A Semesp é uma entidade que representa mantenedoras de ensino superior no Brasil. De acordo com sua pesquisa, dois fatores contribuem para esse apagão: de um lado, o envelhecimento do corpo docente atual; de outro, o desinteresse dos jovens em se tornarem professores.

Os dados mostram que o número de calouros em cursos de licenciatura apresentou uma taxa de crescimento anual de 4,4% entre 2010 e 2020, mas foi um avanço puxado pelos cursos de Ensino a Distância (EaD). A partir de 2016, os ingressos em cursos na modalidade ultrapassaram a admissão nos presenciais. Em 2020, o número chegou a 73,2% dos novos alunos. A quantidade de ingressantes em cursos presenciais de licenciatura diminuiu 37,6% na última década.

Contudo, ingressar não é sinônimo de concluir o ensino superior. Existe uma alta evasão em EaD, principalmente nos cursos de licenciatura. Em média, um a cada três alunos ingressantes na modalidade não termina a graduação.

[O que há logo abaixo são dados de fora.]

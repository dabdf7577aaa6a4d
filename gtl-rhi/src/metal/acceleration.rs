//! Acceleration structure builds. Builds run on an internal command buffer
//! and block until completion.

use objc2::rc::Retained;
use objc2::runtime::ProtocolObject;
use objc2_foundation::NSArray;
use objc2_metal as mtl;
use objc2_metal::{
    MTLAccelerationStructureCommandEncoder, MTLBuffer, MTLCommandBuffer, MTLCommandEncoder,
    MTLCommandQueue, MTLDevice,
};

use super::{resolve, BlasRecord, Context, TlasRecord};
use crate::error::{fatal, recoverable, GpuError, GpuResult};
use crate::{Blas, BlasCreateInfo, Tlas, TlasCreateInfo};

impl Context {
    /// Builds an acceleration structure synchronously on a transient queue.
    fn build_acceleration_structure(
        &mut self,
        descriptor: &mtl::MTLAccelerationStructureDescriptor,
    ) -> GpuResult<Retained<ProtocolObject<dyn mtl::MTLAccelerationStructure>>> {
        let device = &self.device.device;

        let sizes = unsafe { device.accelerationStructureSizesWithDescriptor(descriptor) };

        let Some(acceleration_structure) = (unsafe {
            device.newAccelerationStructureWithSize(sizes.accelerationStructureSize)
        }) else {
            recoverable!(
                GpuError::CreationFailed("acceleration structure"),
                "failed to create acceleration structure"
            );
        };

        let Some(scratch_buffer) = (unsafe {
            device.newBufferWithLength_options(
                sizes.buildScratchBufferSize,
                mtl::MTLResourceOptions::MTLResourceStorageModePrivate,
            )
        }) else {
            recoverable!(
                GpuError::CreationFailed("acceleration structure"),
                "failed to create AS scratch buffer"
            );
        };

        let Some(queue) = device.newCommandQueue() else {
            recoverable!(
                GpuError::CreationFailed("acceleration structure"),
                "failed to create AS build queue"
            );
        };
        let Some(command_buffer) = queue.commandBuffer() else {
            recoverable!(
                GpuError::CreationFailed("acceleration structure"),
                "failed to create AS build command buffer"
            );
        };
        let Some(encoder) = command_buffer.accelerationStructureCommandEncoder() else {
            recoverable!(
                GpuError::CreationFailed("acceleration structure"),
                "failed to create AS build encoder"
            );
        };

        unsafe {
            encoder.buildAccelerationStructure_descriptor_scratchBuffer_scratchBufferOffset(
                &acceleration_structure,
                descriptor,
                &scratch_buffer,
                0,
            );
        }
        encoder.endEncoding();
        command_buffer.commit();
        unsafe { command_buffer.waitUntilCompleted() };

        Ok(acceleration_structure)
    }

    pub fn create_blas(&mut self, create_info: &BlasCreateInfo) -> GpuResult<Blas> {
        let (vertex_buffer, index_buffer) = {
            let vertex = resolve!(self, buffers, create_info.vertex_buffer).buffer.clone();
            let index = resolve!(self, buffers, create_info.index_buffer).buffer.clone();
            (vertex, index)
        };

        let geometry = unsafe { mtl::MTLAccelerationStructureTriangleGeometryDescriptor::new() };
        unsafe {
            geometry.setVertexBuffer(Some(&vertex_buffer));
            geometry.setVertexFormat(mtl::MTLAttributeFormat::Float3);
            geometry.setVertexStride(std::mem::size_of::<f32>() * 3);
            geometry.setIndexBuffer(Some(&index_buffer));
            geometry.setIndexType(mtl::MTLIndexType::UInt32);
            geometry.setTriangleCount(create_info.triangle_count as usize);
            geometry.setOpaque(create_info.is_opaque);
        }

        let descriptor = unsafe { mtl::MTLPrimitiveAccelerationStructureDescriptor::new() };
        unsafe {
            descriptor.setGeometryDescriptors(&NSArray::from_retained_slice(&[
                Retained::into_super(geometry),
            ]));
        }

        let acceleration_structure = self.build_acceleration_structure(&descriptor)?;

        let handle = self.blases.allocate();
        self.blases.insert(
            handle,
            BlasRecord {
                acceleration_structure,
                is_opaque: create_info.is_opaque,
            },
        );

        Ok(Blas(handle))
    }

    pub fn create_tlas(&mut self, create_info: &TlasCreateInfo) -> GpuResult<Tlas> {
        let instance_count = create_info.instances.len();
        let instance_stride =
            std::mem::size_of::<mtl::MTLAccelerationStructureInstanceDescriptor>();

        let Some(instance_buffer) = (unsafe {
            self.device.device.newBufferWithLength_options(
                instance_count.max(1) * instance_stride,
                mtl::MTLResourceOptions::MTLResourceStorageModeShared,
            )
        }) else {
            recoverable!(
                GpuError::CreationFailed("acceleration structure"),
                "failed to create TLAS instance buffer"
            );
        };

        let mut blases = Vec::with_capacity(instance_count);
        let instance_ptr =
            instance_buffer.contents().as_ptr() as *mut mtl::MTLAccelerationStructureInstanceDescriptor;

        for (i, instance) in create_info.instances.iter().enumerate() {
            if instance.instance_custom_index & 0xff00_0000 != 0 {
                fatal!("instance custom index must be smaller than 2^24");
            }

            let blas = {
                let record = resolve!(self, blases, instance.blas);
                record.acceleration_structure.clone()
            };

            // Column-major 4x3 from the row-major 3x4 input.
            let mut columns = [[0.0f32; 3]; 4];
            for row in 0..3 {
                for column in 0..4 {
                    columns[column][row] = instance.transform[row][column];
                }
            }

            let descriptor = mtl::MTLAccelerationStructureInstanceDescriptor {
                transformationMatrix: mtl::MTLPackedFloat4x3 {
                    columns: columns.map(|c| mtl::MTLPackedFloat3 {
                        x: c[0],
                        y: c[1],
                        z: c[2],
                    }),
                },
                options: mtl::MTLAccelerationStructureInstanceOptions::DisableTriangleCulling,
                mask: 0xff,
                intersectionFunctionTableOffset: instance.hit_group_index,
                accelerationStructureIndex: i as u32,
            };

            unsafe { std::ptr::write_unaligned(instance_ptr.add(i), descriptor) };

            blases.push(blas);
        }

        let descriptor = unsafe { mtl::MTLInstanceAccelerationStructureDescriptor::new() };
        unsafe {
            descriptor.setInstancedAccelerationStructures(Some(&NSArray::from_retained_slice(
                &blases,
            )));
            descriptor.setInstanceCount(instance_count);
            descriptor.setInstanceDescriptorBuffer(Some(&instance_buffer));
        }

        let acceleration_structure = self.build_acceleration_structure(&descriptor)?;

        let handle = self.tlases.allocate();
        self.tlases.insert(
            handle,
            TlasRecord {
                acceleration_structure,
                blases,
            },
        );

        Ok(Tlas(handle))
    }

    pub fn destroy_blas(&mut self, blas: Blas) {
        if self.blases.free(blas.0).is_none() {
            fatal!("invalid handle!");
        }
    }

    pub fn destroy_tlas(&mut self, tlas: Tlas) {
        if self.tlases.free(tlas.0).is_none() {
            fatal!("invalid handle!");
        }
    }
}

Outro ponto que mereceu destaque diz respeito à idade dos estudantes de licenciatura: a participação de ingressantes com até 29 anos apresentou uma queda de 9,8 pontos porcentuais na última década, passando de 62,8%, em 2010, para 53,0%, em 2020. É um indicativo de que há muitos profissionais que atuam como docentes e decidiram se aperfeiçoar. Portanto, não se trata de novos professores no mercado.

Enquanto, à porta de entrada na carreira, o fluxo desacelera, a quantidade de professores com 50 anos ou mais – e, possivelmente, na iminência de se aposentar – tem aumentado significativamente, chegando a subir 109% em dez anos.

A matemática para o futuro foi feita assim: considerando a taxa atual de 20,3 pessoas com idade entre 3 e 17 anos para cada docente em exercício na educação básica, em 2040, serão necessários 1,97 milhão de professores para atender à demanda de alunos. Mantendo as taxas de crescimento de 2021, estima-se que o número de professores diminuirá 20,7% até 2040. Desta forma, o número de professores em atividade será de 1,74 milhão. A diferença entre a demanda e a oferta em nesse mesmo ano deve chegar a 235 mil.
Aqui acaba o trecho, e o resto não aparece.